The recent passage of the Big Beautiful Bill is adding new challenges for healthcare providers in the U.S. After years of financial struggles and workforce shortages, this legislation is expected to create significant changes in how healthcare is funded and managed.
Gigi Norris, a leader in the healthcare sector at Marsh, pointed out that the bill will increase financial pressure on providers already facing difficulties. It is anticipated that cuts to Medicare and Medicaid, along with stricter immigration rules, will worsen staffing issues. Workforce shortages are now the primary concern for healthcare organizations under this new law.
Labor costs make up a large portion of hospital budgets, often more than half. When finances tighten, layoffs and workforce reductions may follow, creating a ripple effect throughout the healthcare system. This situation can lead to overstressed employees, who are more likely to suffer injuries and experience burnout. Such stress can increase workers’ compensation claims, especially as some states now recognize mental health issues under these claims.
In response to these challenges, healthcare organizations are looking at new workforce strategies. They are trying to help employees work more effectively, reduce administrative tasks, and use technology to improve efficiency. However, Norris emphasized that simply being efficient is not enough. Employees need to feel safe and valued, especially given the rise in workplace violence against healthcare workers since the pandemic.

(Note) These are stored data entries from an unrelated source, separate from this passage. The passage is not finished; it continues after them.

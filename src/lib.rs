pub mod emit;
pub mod identity;
pub mod logging;
pub mod naming;
pub mod overlay;
pub mod pragma;
pub mod preprocess;
pub mod resolve;
pub mod session;
//! Identifier hygiene for the destination package format.
//!
//! Destination documents put hard constraints on identifiers: they must be
//! valid in file systems and installer databases, and they must not exceed a
//! fixed length. Identifiers are right-truncated rather than left-truncated
//! because names inside one namespace tend to share long prefixes, so the tail
//! carries the distinguishing part.

use std::path::Path;

use uuid::Uuid;

/// Hard length bound for component and file identifiers.
pub const ID_LIMIT: usize = 70;

/// Hard length bound for directory identifiers.
pub const DIRECTORY_ID_LIMIT: usize = 72;

/// Replace every character that is invalid in a file system name, plus
/// space, hyphen and period, with an underscore.
///
/// Repeated underscores are deliberately kept; callers that want them
/// collapsed (directory ids) do so themselves.
pub fn filter_junk(src: &str) -> String {
    src.chars()
        .map(|ch| if is_junk(ch) { '_' } else { ch })
        .collect()
}

fn is_junk(ch: char) -> bool {
    matches!(
        ch,
        '"' | '<' | '>' | '|' | ':' | '*' | '?' | '\\' | '/' | ' ' | '-' | '.'
    ) || ch.is_control()
}

/// Keep the rightmost `limit` characters of `src`.
///
/// Inputs already within the bound are returned unchanged.
pub fn limit_right(limit: usize, src: &str) -> String {
    let length = src.chars().count();
    if length <= limit {
        return src.to_string();
    }
    src.chars().skip(length - limit).collect()
}

/// Well-known identifier for a directory under `base`, formed by substituting
/// `prefix` for the base path, sanitizing, uppercasing, and folding doubled
/// underscores. Bounded at [`DIRECTORY_ID_LIMIT`].
pub fn directory_id(base: &str, prefix: &str, dir: &Path) -> String {
    let substituted = dir
        .to_string_lossy()
        .replace(base.trim_end_matches(['/', '\\']), prefix);
    limit_right(
        DIRECTORY_ID_LIMIT,
        &filter_junk(&substituted).to_uppercase().replace("__", "_"),
    )
}

/// Fresh instance token: a hyphenated UUID, upper case.
pub fn new_upper_guid() -> String {
    Uuid::new_v4().to_string().to_uppercase()
}

/// Fresh identifier suffix: `_` plus 32 hex digits, upper case.
pub fn new_upper_token() -> String {
    format!("_{}", Uuid::new_v4().simple().to_string().to_uppercase())
}

/// Split an extension list such as `".log;.tmp"` or `"log, tmp"` into
/// normalized `.ext` entries.
pub fn split_extensions(raw: &str) -> Vec<String> {
    raw.split([';', ','])
        .map(str::trim)
        .filter(|ext| !ext.is_empty())
        .map(|ext| {
            if ext.starts_with('.') {
                ext.to_string()
            } else {
                format!(".{ext}")
            }
        })
        .collect()
}
//! Directory markup mirroring an on-disk tree.
//!
//! Each directory under the target gets a `<Directory>` element whose id is
//! the prefix plus the path from the target, sanitized, underscore-separated
//! and upper case, so install directories can be referenced by well-known
//! identifiers from other fragments.

use std::fs;
use std::path::Path;

use anyhow::{Context, Result};

use crate::naming;

/// Emit nested directory markup for every directory beneath `target`.
pub fn emit_directories(target: &Path, prefix: &str, out: &mut String) -> Result<()> {
    let base = target.to_string_lossy().into_owned();
    walk(&base, target, prefix, out)
}

fn walk(base: &str, dir: &Path, prefix: &str, out: &mut String) -> Result<()> {
    for child in subdirectories(dir)? {
        let id = naming::directory_id(base, prefix, &child);
        let name = child
            .file_name()
            .map(|name| name.to_string_lossy().into_owned())
            .unwrap_or_default();

        out.push_str(&format!("<Directory Id='{id}' Name='{name}'>"));
        walk(base, &child, prefix, out)?;
        out.push_str("</Directory>");
    }
    Ok(())
}

/// Sorted so emission order is stable across file systems.
fn subdirectories(dir: &Path) -> Result<Vec<std::path::PathBuf>> {
    let entries = fs::read_dir(dir)
        .with_context(|| format!("failed to list directory {}", dir.display()))?;
    let mut children: Vec<_> = entries
        .filter_map(Result::ok)
        .filter(|entry| entry.file_type().map(|kind| kind.is_dir()).unwrap_or(false))
        .map(|entry| entry.path())
        .collect();
    children.sort();
    Ok(children)
}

As staffing shortages continue, ensuring patient safety will become increasingly difficult, particularly in long-term care facilities that rely heavily on Medicare funding. With fewer staff available, the likelihood of errors and lapses in care increases, raising the risk of liability claims against healthcare providers.
For insurance brokers, the focus will be on helping healthcare clients find a balance between retaining risk and transferring it. Norris noted that professional liability coverage is costly, and brokers must ensure their clients are not overpaying for coverage while retaining the right amount of risk.
The current hard market for healthcare professional liability insurance is expected to continue, making efficient coverage design crucial. Many hospitals may consider workforce cuts to manage their budgets, but layoffs can lead to claims of discrimination, which can be expensive.
Additionally, the bill does not impose a federal ban on state-level regulations regarding artificial intelligence (AI), leaving healthcare organizations to deal with a mix of rules. This uncertainty complicates the ethical use of AI, especially as organizations increasingly rely on it for hiring and workforce management. Norris cautioned that poorly managed AI systems could introduce bias, leading to discrimination claims.
Beyond workforce issues, the Big Beautiful Bill also cuts funding for academic research and imposes tariffs on medical equipment. Norris believes this financial strain could lead to more consolidation in the healthcare sector.
In this challenging environment, healthcare organizations will need strong risk management support. Key areas of focus will include optimizing professional liability coverage, addressing employment practices liability (EPL) risks, enhancing workforce safety strategies, and developing ethical AI adoption plans.
As healthcare providers face these pressures, Norris stressed the importance of compassion. It is crucial for employers to care for their workers, and for healthcare providers to support their patients. In these tough times, looking out for one another is more important than ever.